Oh, Rick. It had nothing to do with Bracken. If Castle's body shut down on him because he didn't have those stabilizers, there was absolutely nothing a promise could do about it.

"The only way to stay on top of it," she said carefully, "is by knowing as much as we can about the full regimen. The injections worked when it came down to the wire, but we don't have any more of that serum, no more magic silver cases. We need a supply on hand; we need to know what to do with it when we have it. And we need the stabilizers. Based on everything I've found, what I've been told and seen with my own eyes - Rick, you need it."

"If I can... if I can survive without it," he said. He stopped and shook his head, mouth deep with frown lines. "Kate, don't you understand that I don't want to be that guy? That was the guy who was involved in his father's plots and machinations. The guy that agreed to fake his own death because he couldn't break free of his father. The guy that let him nearly murder you because-"

"No, you didn't," she said fiercely. "You didn't let him do anything. You saved my life and nearly beat him to death doing it. So, no. No more of that. You don't want to be that guy, I understand. But part of who you are, the man I love, is that super spy. How do you think you managed to haul us both out of Russia?"

He lifted his head and the bleak acceptance on his face made her realize it was more than that, more than just not wanting to be his father's experiment.

He didn't want to be his father's son.

Kate wrapped her arms around his neck and pulled herself into his lap, her mouth at his temple. "I'm sorry.
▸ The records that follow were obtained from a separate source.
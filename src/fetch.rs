use crate::cache::Cache;
use crate::cli::CommonArgs;
use crate::git::GitRepo;
use crate::model::{Commit, DateRange};
use crate::report::LogSink;
use anyhow::Context;
use indicatif::{ProgressBar, ProgressStyle};
use log::{debug, info};

/// Commit records of one repository, oldest revision first.
pub struct MinedHistory {
    pub repository_path: String,
    pub commits: Vec<Commit>,
}

pub fn fetch_commits(
    common: &CommonArgs,
    show_progress: bool,
    log: &mut dyn LogSink,
) -> anyhow::Result<MinedHistory> {
    let repo = GitRepo::open(common.repo.as_ref()).context("Failed to open git repository")?;
    let mut cache = Cache::new(common.cache.as_deref(), repo.path()).context("Failed to initialize cache")?;

    let range = repo
        .resolve_range(common.since.as_deref(), common.until.as_deref())
        .context("Failed to resolve date range")?;

    let commits = mine_commits(
        &repo,
        &mut cache,
        &range,
        common.include_merges,
        common.binary,
        show_progress,
        log,
    )?;

    Ok(MinedHistory {
        repository_path: repo.path().to_string_lossy().to_string(),
        commits,
    })
}

/// Loads cached revisions and diffs the missing ones. A revision that cannot
/// be diffed is reported on the error channel and skipped. The cache keeps
/// binary file changes, `binary` only decides whether they are returned.
pub fn mine_commits(
    repo: &GitRepo,
    cache: &mut Cache,
    range: &DateRange,
    include_merges: bool,
    binary: bool,
    show_progress: bool,
    log: &mut dyn LogSink,
) -> anyhow::Result<Vec<Commit>> {
    let revisions = repo
        .list_revisions(range, include_merges)
        .context("Failed to collect revisions from repository")?;

    let pb = if show_progress {
        let pb = ProgressBar::new(revisions.len() as u64);
        pb.set_style(
            ProgressStyle::default_bar()
                .template("{spinner:.green} [{bar:40.cyan/blue}] {pos}/{len} {msg}")
                .unwrap_or_else(|_| ProgressStyle::default_bar()),
        );
        pb.set_message("Mining revisions...");
        pb
    } else {
        ProgressBar::hidden()
    };

    let mut commits = Vec::new();
    let (mut loaded, mut mined) = (0usize, 0usize);
    for revision in &revisions {
        let cached = cache
            .get_commits(&revision.id, binary)
            .context("Failed to read cached commits")?;
        match cached {
            Some(records) => {
                loaded += 1;
                commits.extend(records);
            }
            None => match repo.mine_revision(revision) {
                Ok(changes) => {
                    cache
                        .store_commits(revision, &changes)
                        .context("Failed to store commits in cache")?;
                    mined += 1;
                    commits.extend(
                        changes
                            .into_iter()
                            .filter(|change| binary || !change.is_binary)
                            .map(|change| change.commit),
                    );
                }
                Err(e) => log.log_error(format!("Skipping revision {}: {e}", revision.id)),
            },
        }
        pb.inc(1);
    }
    pb.finish_and_clear();

    debug!("{loaded} revisions loaded from cache, {mined} newly mined");
    info!("Mined {} file changes from {} revisions", commits.len(), revisions.len());
    Ok(commits)
}
use anyhow::Result;
use gforensics::cli::Cli;

fn main() -> Result<()> {
    let cli = Cli::parse();
    env_logger::Builder::new()
        .filter_level(cli.log_level())
        .parse_default_env()
        .init();
    cli.execute()
}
I'm so sorry for how he treated you, what he's done to you, Rick. But this is who you are and I wouldn't change you, I wouldn't have you be any other way. I love you. And I want to keep you around a little while longer, okay?"

He nodded against her.

"That's why we need to talk to him. He has all the answers - he's the root of this. You understand? He's where we can get more, find out how to keep you here with me. All we have to do is talk to him."

Castle stiffened.

"Rick?"

"No," he choked out.

"No?"

"I'm not - we're not talking to him. I don't want him to have anything to do with me. With you. With us. Nothing. He wants to kill you, Kate. We'll find another way."
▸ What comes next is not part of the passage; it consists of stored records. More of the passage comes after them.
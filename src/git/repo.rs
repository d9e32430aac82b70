use crate::error::{ForensicsError, Result};
use crate::model::{Commit, DateRange, MinedChange, RevisionInfo};
use chrono::{DateTime, NaiveDate, TimeZone, Utc};
use gix::object::tree::diff::ChangeDetached;
use gix::{discover, ObjectId, Repository};
use log::{debug, trace};
use similar::{DiffTag, TextDiff};
use std::cmp::Reverse;
use std::collections::{BinaryHeap, HashMap, HashSet};
use std::path::{Path, PathBuf};
use std::time::{Duration, SystemTime};

pub struct GitRepo {
    repo: Repository,
    path: PathBuf,
}

impl GitRepo {
    /// Open a repository at `path`, or current dir if `None`
    pub fn open<P: AsRef<Path>>(path: Option<P>) -> Result<Self> {
        let repo_path = path
            .map(|p| p.as_ref().to_path_buf())
            .unwrap_or(std::env::current_dir()?);

        let repo = discover(&repo_path)?;
        let path = repo.workdir().unwrap_or_else(|| repo.path()).to_path_buf();

        Ok(Self { repo, path })
    }

    pub fn path(&self) -> &Path {
        &self.path
    }

    pub fn resolve_range(&self, since: Option<&str>, until: Option<&str>) -> Result<DateRange> {
        let mut range = DateRange::new();

        let since_dt = if let Some(s) = since {
            Some(self.parse_commit_or_date(s)?)
        } else {
            None
        };

        let until_dt = if let Some(u) = until {
            Some(self.parse_commit_or_date(u)?)
        } else {
            None
        };

        if let (Some(s), Some(u)) = (since_dt, until_dt) {
            if s > u {
                return Err(ForensicsError::InvalidDate(format!(
                    "Invalid range: since ({}) is after until ({})",
                    s, u
                )));
            }
        }

        if let Some(s) = since_dt {
            range = range.with_since(s);
        }
        if let Some(u) = until_dt {
            range = range.with_until(u);
        }

        Ok(range)
    }


    fn parse_commit_or_date(&self, input: &str) -> Result<DateTime<Utc>> {
        // RFC3339
        if let Ok(dt) = DateTime::parse_from_rfc3339(input) {
            return Ok(dt.with_timezone(&Utc));
        }

        // YYYY-MM-DD
        if let Ok(date) = NaiveDate::parse_from_str(input, "%Y-%m-%d") {
            if let Some(datetime) = date.and_hms_opt(0, 0, 0) {
                return Ok(Utc.from_utc_datetime(&datetime));
            }
        }

        // Relative duration (e.g., "-90d", "2 weeks ago")
        if let Some(duration) = parse_natural_duration(input) {
            let now = SystemTime::now();
            let target = now.checked_sub(duration)
                .ok_or_else(|| ForensicsError::InvalidDate(format!("Duration overflow for '{input}'")))?;
            let dt: DateTime<Utc> = DateTime::<Utc>::from(target);
            return Ok(dt);
        }


        // Fallback to Git ref
        let id = self.repo.rev_parse_single(input)
            .map_err(|e| ForensicsError::Parse(format!("Invalid commit or date '{input}': {e}")))?;

        let commit = id.object()?
            .try_into_commit()
            .map_err(|_| ForensicsError::Parse(format!("Not a commit: {input}")))?;

        let secs = commit.time()?.seconds;
        DateTime::<Utc>::from_timestamp(secs, 0)
            .ok_or_else(|| ForensicsError::InvalidDate(format!("Invalid timestamp: {secs}")))
    }


    /// Walks the history reachable from HEAD, oldest revision first. A
    /// revision never precedes one of its parents, whatever the timestamps.
    pub fn list_revisions(&self, range: &DateRange, include_merges: bool) -> Result<Vec<RevisionInfo>> {
        let mut head = self.repo.head()?;
        let head_commit = head.peel_to_commit_in_place()?;

        let mut walked = Vec::new();
        let mut seen: HashSet<ObjectId> = HashSet::new();
        let mut stack: Vec<ObjectId> = vec![head_commit.id];

        while let Some(commit_id) = stack.pop() {
            if !seen.insert(commit_id) {
                continue;
            }

            let commit = self.repo.find_commit(commit_id)?;
            let secs = commit.time()?.seconds;
            let timestamp = DateTime::from_timestamp(secs, 0)
                .ok_or_else(|| ForensicsError::InvalidDate(format!("Invalid timestamp: {secs}")))?;

            let parents: Vec<ObjectId> = commit.parent_ids().map(|id| id.into()).collect();
            walked.push(RevisionInfo {
                id: commit_id.to_string(),
                author: commit.author()?.name.to_string(),
                timestamp,
                parent_ids: parents.iter().map(|id| id.to_string()).collect(),
            });
            stack.extend(parents);
        }

        let revisions: Vec<RevisionInfo> = sort_topologically(walked)
            .into_iter()
            .filter(|r| range.contains(&r.timestamp) && (include_merges || r.parent_ids.len() <= 1))
            .collect();
        debug!("Found {} revisions to analyze", revisions.len());
        Ok(revisions)
    }

    /// Diffs `revision` against its first parent and returns one record per
    /// touched file. Binary files are included and flagged.
    pub fn mine_revision(&self, revision: &RevisionInfo) -> Result<Vec<MinedChange>> {
        let commit_id = parse_object_id(&revision.id)?;
        let commit_tree = self.repo.find_commit(commit_id)?.tree()?;

        let changes: Vec<ChangeDetached> = match revision.parent_ids.first() {
            Some(parent) => {
                let parent_tree = self.repo.find_commit(parse_object_id(parent)?)?.tree()?;
                self.repo.diff_tree_to_tree(Some(&parent_tree), Some(&commit_tree), None)?
            }
            None => self.repo.diff_tree_to_tree(None, Some(&commit_tree), None)?,
        };

        let mut mined = Vec::new();
        for change in changes {
            if let Some(record) = self.handle_change(revision, change)? {
                mined.push(record);
            }
        }
        trace!("Revision {} touched {} files", revision.id, mined.len());
        Ok(mined)
    }

    fn handle_change(&self, revision: &RevisionInfo, change: ChangeDetached) -> Result<Option<MinedChange>> {
        let mut commit = Commit::new(&revision.id, &revision.author, revision.timestamp.timestamp());
        let is_binary = match change {
            ChangeDetached::Addition { id, location, entry_mode, .. } => {
                if entry_mode.is_tree() {
                    return Ok(None);
                }
                let Ok(obj) = self.repo.find_object(id) else {
                    return Ok(None);
                };
                commit.set_new_path(location.to_string());
                commit.add_lines(count_lines(&obj));
                is_binary_object(&obj)
            }
            ChangeDetached::Deletion { id, location, entry_mode, .. } => {
                if entry_mode.is_tree() {
                    return Ok(None);
                }
                let Ok(obj) = self.repo.find_object(id) else {
                    return Ok(None);
                };
                commit.set_old_path(location.to_string());
                commit.delete_lines(count_lines(&obj));
                is_binary_object(&obj)
            }
            ChangeDetached::Modification {
                previous_id,
                id,
                location,
                entry_mode,
                ..
            } => {
                if entry_mode.is_tree() {
                    return Ok(None);
                }
                let (Ok(old_obj), Ok(new_obj)) =
                    (self.repo.find_object(previous_id), self.repo.find_object(id))
                else {
                    return Ok(None);
                };
                commit.set_old_path(location.to_string());
                commit.set_new_path(location.to_string());
                accumulate_hunks(&mut commit, &old_obj, &new_obj)
            }
            ChangeDetached::Rewrite {
                source_id,
                id,
                source_location,
                location,
                copy,
                ..
            } => {
                let (Ok(old_obj), Ok(new_obj)) =
                    (self.repo.find_object(source_id), self.repo.find_object(id))
                else {
                    return Ok(None);
                };
                if copy {
                    // the source stays untouched, the copy is a new file
                    commit.set_new_path(location.to_string());
                    commit.add_lines(count_lines(&new_obj));
                    is_binary_object(&new_obj)
                } else {
                    commit.set_old_path(source_location.to_string());
                    commit.set_new_path(location.to_string());
                    accumulate_hunks(&mut commit, &old_obj, &new_obj)
                }
            }
        };
        Ok(Some(MinedChange { commit, is_binary }))
    }
}

/// Adds one line count pair per hunk. Returns true, without counting, if
/// either side is binary.
fn accumulate_hunks(commit: &mut Commit, old_object: &gix::Object, new_object: &gix::Object) -> bool {
    if is_binary_object(old_object) || is_binary_object(new_object) {
        return true;
    }
    for (added, deleted) in diff_hunks(&old_object.data, &new_object.data) {
        commit.add_lines(added).delete_lines(deleted);
    }
    false
}

/// Orders revisions so every parent comes before its children. Among
/// revisions whose parents are all placed, the oldest goes first. Parents
/// outside the given set are ignored.
pub fn sort_topologically(revisions: Vec<RevisionInfo>) -> Vec<RevisionInfo> {
    let index: HashMap<&str, usize> = revisions
        .iter()
        .enumerate()
        .map(|(i, r)| (r.id.as_str(), i))
        .collect();

    let mut children: Vec<Vec<usize>> = vec![Vec::new(); revisions.len()];
    let mut pending = vec![0usize; revisions.len()];
    for (i, revision) in revisions.iter().enumerate() {
        for parent in &revision.parent_ids {
            if let Some(&p) = index.get(parent.as_str()) {
                children[p].push(i);
                pending[i] += 1;
            }
        }
    }

    let mut ready: BinaryHeap<Reverse<(DateTime<Utc>, usize)>> = pending
        .iter()
        .enumerate()
        .filter(|&(_, &n)| n == 0)
        .map(|(i, _)| Reverse((revisions[i].timestamp, i)))
        .collect();

    let mut order = Vec::with_capacity(revisions.len());
    while let Some(Reverse((_, i))) = ready.pop() {
        order.push(i);
        for &child in &children[i] {
            pending[child] -= 1;
            if pending[child] == 0 {
                ready.push(Reverse((revisions[child].timestamp, child)));
            }
        }
    }

    let mut slots: Vec<Option<RevisionInfo>> = revisions.into_iter().map(Some).collect();
    order.into_iter().filter_map(|i| slots[i].take()).collect()
}

fn parse_object_id(id: &str) -> Result<ObjectId> {
    ObjectId::from_hex(id.as_bytes())
        .map_err(|e| ForensicsError::Parse(format!("Invalid commit ID: {e}")))
}

fn is_binary_object(object: &gix::Object) -> bool {
    object.data.as_slice().iter().take(8192).any(|&b| b == 0)
}

fn count_lines(object: &gix::Object) -> u32 {
    if is_binary_object(object) {
        return 0;
    }
    count_text_lines(&object.data)
}

/// Number of lines in `data`, counting a trailing line without a newline.
/// Works on raw bytes, so text in any ASCII compatible encoding is counted.
pub fn count_text_lines(data: &[u8]) -> u32 {
    let newlines = data.iter().filter(|&&b| b == b'\n').count();
    let unterminated = !data.is_empty() && !data.ends_with(b"\n");
    (newlines + usize::from(unterminated)) as u32
}

/// Added and deleted line counts of every hunk between two texts, in file order.
pub fn diff_hunks(old_text: &[u8], new_text: &[u8]) -> Vec<(u32, u32)> {
    let diff = TextDiff::from_lines(old_text, new_text);
    diff.grouped_ops(0)
        .iter()
        .map(|group| {
            group.iter().fold((0u32, 0u32), |(added, deleted), op| {
                let (tag, old_range, new_range) = op.as_tag_tuple();
                match tag {
                    DiffTag::Equal => (added, deleted),
                    _ => (added + new_range.len() as u32, deleted + old_range.len() as u32),
                }
            })
        })
        .filter(|&(added, deleted)| added > 0 || deleted > 0)
        .collect()
}

fn parse_natural_duration(input: &str) -> Option<Duration> {
    let input = input.trim().to_lowercase();

    if let Some(days) = input.strip_suffix(" days ago") {
        if let Ok(n) = days.trim().parse::<u64>() {
            return Some(Duration::from_secs(n * 86400));
        }
    }

    if let Some(weeks) = input.strip_suffix(" weeks ago") {
        if let Ok(n) = weeks.trim().parse::<u64>() {
            return Some(Duration::from_secs(n * 7 * 86400));
        }
    }

    if let Some(months) = input.strip_suffix(" months ago") {
        if let Ok(n) = months.trim().parse::<u64>() {
            return Some(Duration::from_secs(n * 30 * 86400));
        }
    }

    // compact forms such as "90d" or "2weeks"
    let compact = input.strip_suffix(" ago").unwrap_or(&input).trim();
    humantime::parse_duration(compact).ok()
}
But there wasn't another way.


Beckett woke with a sharp and total awareness in the pitch black of their bedroom, flat on her back, heart pounding.

Her ribs ached, felt sliced open, and she mindlessly drew a hand over her chest and probed the skin, searching for the wound.

But the feeling faded as she laid there, touching the curve of her ribs where they caged her lungs. A knife or a claw mark, but that impression was fading as well.

A dream.

And a dream, also, the fight she'd had with him and his leaving on a plane for Sydney, Australia for no reason. A dream, also, the sense of being abandoned and out of place, since the reality of things was the man sleeping beside her in the night.

But Kate couldn't move, still locked in the blended time between dreams and wakefulness, and she watched the pattern of lights on the ceiling as the street lamps made designs through the bare branches and cast their shadows above her.

When the thud of her heart matched the scrape of trees against the window, she could finally turn over and lay against him. It was hot in the close confines of the covers, the pocket of air near him as blazing as his skin, but it melted the last vestiges of a dream she didn't want to remember anyway.

She tried to remind herself that Castle was alive, and healthy, that his body had recovered from the pneumonia and his lungs were clear. More than that, he was back to some of his old ways again - striding around coatless in the winter like he owned the world and assumed he could always take up his rightful place in it. Confident and assured, the grace of a majestic animal - and the cunning.

But the heart of a poet, a bard, a storyteller. And the story he wanted to tell meant letting go of his old life in every way.

There would be no sit-down conversation with his father about the regimen.

She had to respect that. Because that was the soul of her husband - the determined, unstoppable man who loved her.

She didn't know how exactly - her dreams, though turbulent and strangely vivid, hadn't given her that answer - but she would find some other way.

It looked bleak, but she loved him. That would have to carry her through.